- _Work item_:
Using the listing below, extract each line that has the word "CancellationToken" in it.

- _Task inputs_:
◇ ◇ ◇ ◇ ◇

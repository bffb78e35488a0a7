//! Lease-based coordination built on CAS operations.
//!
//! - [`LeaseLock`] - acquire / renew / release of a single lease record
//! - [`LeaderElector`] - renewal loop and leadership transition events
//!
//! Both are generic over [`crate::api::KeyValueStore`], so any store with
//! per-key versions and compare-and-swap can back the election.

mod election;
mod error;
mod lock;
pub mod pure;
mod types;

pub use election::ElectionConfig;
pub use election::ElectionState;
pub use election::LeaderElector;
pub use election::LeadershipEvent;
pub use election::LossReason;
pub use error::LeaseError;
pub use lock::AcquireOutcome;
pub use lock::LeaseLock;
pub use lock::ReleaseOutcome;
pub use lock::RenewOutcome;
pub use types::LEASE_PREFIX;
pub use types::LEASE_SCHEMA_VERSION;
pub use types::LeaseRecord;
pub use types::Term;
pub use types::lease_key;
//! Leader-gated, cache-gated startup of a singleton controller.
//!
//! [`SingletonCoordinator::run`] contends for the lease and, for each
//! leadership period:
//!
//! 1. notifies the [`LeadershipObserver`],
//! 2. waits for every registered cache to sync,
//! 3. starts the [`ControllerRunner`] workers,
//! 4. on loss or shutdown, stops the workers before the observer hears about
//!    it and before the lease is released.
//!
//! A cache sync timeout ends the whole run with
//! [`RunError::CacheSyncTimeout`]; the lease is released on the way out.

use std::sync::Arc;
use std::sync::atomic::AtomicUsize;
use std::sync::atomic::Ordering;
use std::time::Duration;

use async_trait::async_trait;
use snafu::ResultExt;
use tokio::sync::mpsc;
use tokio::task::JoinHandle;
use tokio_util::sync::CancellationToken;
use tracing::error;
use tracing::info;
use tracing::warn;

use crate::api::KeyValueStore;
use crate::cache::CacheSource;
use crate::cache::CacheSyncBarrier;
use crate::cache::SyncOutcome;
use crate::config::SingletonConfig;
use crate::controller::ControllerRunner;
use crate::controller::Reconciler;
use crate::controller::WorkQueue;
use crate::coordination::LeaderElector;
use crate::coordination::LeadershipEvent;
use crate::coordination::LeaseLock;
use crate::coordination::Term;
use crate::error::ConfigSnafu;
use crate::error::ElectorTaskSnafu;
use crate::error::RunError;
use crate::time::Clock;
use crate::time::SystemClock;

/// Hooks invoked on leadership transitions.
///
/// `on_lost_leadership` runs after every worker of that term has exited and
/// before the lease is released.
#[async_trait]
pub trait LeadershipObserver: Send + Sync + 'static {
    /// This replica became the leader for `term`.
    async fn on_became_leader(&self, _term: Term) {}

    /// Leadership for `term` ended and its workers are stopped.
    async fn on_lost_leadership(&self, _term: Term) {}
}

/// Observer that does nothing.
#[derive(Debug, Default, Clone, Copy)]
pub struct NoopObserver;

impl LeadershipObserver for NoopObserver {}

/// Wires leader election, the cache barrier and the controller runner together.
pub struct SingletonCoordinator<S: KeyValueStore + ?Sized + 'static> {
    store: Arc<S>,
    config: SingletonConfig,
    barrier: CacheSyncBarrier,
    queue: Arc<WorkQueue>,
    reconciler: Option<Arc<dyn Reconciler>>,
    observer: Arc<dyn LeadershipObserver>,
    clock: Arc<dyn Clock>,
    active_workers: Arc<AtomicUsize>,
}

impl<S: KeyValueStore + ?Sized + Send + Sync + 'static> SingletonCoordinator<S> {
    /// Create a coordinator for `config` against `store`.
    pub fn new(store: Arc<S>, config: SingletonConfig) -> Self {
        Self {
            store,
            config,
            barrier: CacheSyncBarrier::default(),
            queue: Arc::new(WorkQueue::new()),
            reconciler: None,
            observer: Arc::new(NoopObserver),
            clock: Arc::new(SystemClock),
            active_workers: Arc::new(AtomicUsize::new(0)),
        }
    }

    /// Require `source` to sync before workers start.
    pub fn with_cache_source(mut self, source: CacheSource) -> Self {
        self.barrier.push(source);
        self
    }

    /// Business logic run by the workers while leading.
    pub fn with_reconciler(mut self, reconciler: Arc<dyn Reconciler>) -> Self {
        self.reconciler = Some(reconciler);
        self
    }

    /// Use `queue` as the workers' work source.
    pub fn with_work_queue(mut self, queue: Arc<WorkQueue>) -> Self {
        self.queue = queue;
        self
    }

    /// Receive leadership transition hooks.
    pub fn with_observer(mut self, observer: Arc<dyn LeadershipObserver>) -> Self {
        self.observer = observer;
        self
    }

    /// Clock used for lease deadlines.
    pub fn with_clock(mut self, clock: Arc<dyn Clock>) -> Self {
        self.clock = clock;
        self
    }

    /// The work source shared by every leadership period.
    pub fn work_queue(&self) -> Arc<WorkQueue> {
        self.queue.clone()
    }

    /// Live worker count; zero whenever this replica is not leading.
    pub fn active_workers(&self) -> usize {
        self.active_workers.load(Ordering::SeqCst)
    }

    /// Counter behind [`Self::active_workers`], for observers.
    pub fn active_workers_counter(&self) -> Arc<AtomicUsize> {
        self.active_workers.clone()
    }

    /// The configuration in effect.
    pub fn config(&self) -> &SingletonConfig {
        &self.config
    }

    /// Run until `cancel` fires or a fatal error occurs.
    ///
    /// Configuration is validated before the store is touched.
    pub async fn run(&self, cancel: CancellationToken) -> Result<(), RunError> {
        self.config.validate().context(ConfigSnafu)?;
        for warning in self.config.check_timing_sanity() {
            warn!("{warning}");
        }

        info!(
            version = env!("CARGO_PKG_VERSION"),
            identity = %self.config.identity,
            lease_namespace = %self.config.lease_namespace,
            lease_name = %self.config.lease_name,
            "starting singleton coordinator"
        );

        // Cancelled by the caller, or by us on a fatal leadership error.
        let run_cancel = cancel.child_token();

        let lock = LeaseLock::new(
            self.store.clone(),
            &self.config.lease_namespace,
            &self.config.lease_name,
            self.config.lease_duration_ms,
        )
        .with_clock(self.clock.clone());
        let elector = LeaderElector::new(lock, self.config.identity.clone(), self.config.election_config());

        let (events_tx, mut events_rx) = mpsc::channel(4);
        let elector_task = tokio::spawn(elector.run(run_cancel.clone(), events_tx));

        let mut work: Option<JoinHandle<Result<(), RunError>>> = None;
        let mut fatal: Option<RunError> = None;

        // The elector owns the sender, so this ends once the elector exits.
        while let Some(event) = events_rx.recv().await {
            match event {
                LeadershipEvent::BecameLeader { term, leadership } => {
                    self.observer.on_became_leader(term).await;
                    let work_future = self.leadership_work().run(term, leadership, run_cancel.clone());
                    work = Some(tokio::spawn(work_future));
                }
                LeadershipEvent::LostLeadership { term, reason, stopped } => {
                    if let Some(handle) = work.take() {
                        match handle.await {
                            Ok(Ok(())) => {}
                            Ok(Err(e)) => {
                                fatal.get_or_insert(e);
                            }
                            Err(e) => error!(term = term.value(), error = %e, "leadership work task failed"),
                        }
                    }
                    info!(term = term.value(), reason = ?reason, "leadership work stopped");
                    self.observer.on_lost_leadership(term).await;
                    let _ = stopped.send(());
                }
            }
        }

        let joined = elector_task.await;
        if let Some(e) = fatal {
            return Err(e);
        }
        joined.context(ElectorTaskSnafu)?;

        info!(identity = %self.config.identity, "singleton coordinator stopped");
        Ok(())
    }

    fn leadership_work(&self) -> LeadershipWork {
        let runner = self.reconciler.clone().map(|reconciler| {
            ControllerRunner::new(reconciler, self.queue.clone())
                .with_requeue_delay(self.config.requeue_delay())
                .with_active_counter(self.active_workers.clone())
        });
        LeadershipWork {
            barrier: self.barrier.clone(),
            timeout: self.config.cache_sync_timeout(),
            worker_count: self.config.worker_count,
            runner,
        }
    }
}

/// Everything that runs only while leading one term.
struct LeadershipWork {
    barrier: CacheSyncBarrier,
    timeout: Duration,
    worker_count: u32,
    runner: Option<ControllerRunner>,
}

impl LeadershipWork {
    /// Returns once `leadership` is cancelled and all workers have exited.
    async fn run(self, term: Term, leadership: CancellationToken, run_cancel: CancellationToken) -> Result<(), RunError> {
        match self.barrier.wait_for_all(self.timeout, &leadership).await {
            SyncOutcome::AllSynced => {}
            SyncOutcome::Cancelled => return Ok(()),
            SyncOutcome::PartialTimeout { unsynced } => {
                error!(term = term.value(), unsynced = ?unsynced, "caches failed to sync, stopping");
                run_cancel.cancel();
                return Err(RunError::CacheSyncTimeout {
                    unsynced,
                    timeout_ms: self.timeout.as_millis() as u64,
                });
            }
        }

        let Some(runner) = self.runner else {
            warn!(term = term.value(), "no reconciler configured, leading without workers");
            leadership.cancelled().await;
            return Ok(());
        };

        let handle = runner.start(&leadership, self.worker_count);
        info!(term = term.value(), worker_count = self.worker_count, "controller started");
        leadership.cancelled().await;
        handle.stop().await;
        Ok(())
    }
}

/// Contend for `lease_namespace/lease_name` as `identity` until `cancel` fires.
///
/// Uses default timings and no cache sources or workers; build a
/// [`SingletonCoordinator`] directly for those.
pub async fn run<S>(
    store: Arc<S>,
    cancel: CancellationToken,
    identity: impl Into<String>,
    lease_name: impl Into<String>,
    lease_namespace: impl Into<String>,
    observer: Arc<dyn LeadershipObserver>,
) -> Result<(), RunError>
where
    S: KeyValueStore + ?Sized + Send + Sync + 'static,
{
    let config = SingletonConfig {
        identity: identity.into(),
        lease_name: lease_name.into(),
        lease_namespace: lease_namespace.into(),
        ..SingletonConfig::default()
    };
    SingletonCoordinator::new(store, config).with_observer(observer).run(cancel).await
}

◇ ◇ ◇ ◇ ◇

- _Answer for this exercise_:
use tokio_util::sync::CancellationToken;
    pub async fn run(&self, cancel: CancellationToken) -> Result<(), RunError> {
    async fn run(self, term: Term, leadership: CancellationToken, run_cancel: CancellationToken) -> Result<(), RunError> {
    cancel: CancellationToken,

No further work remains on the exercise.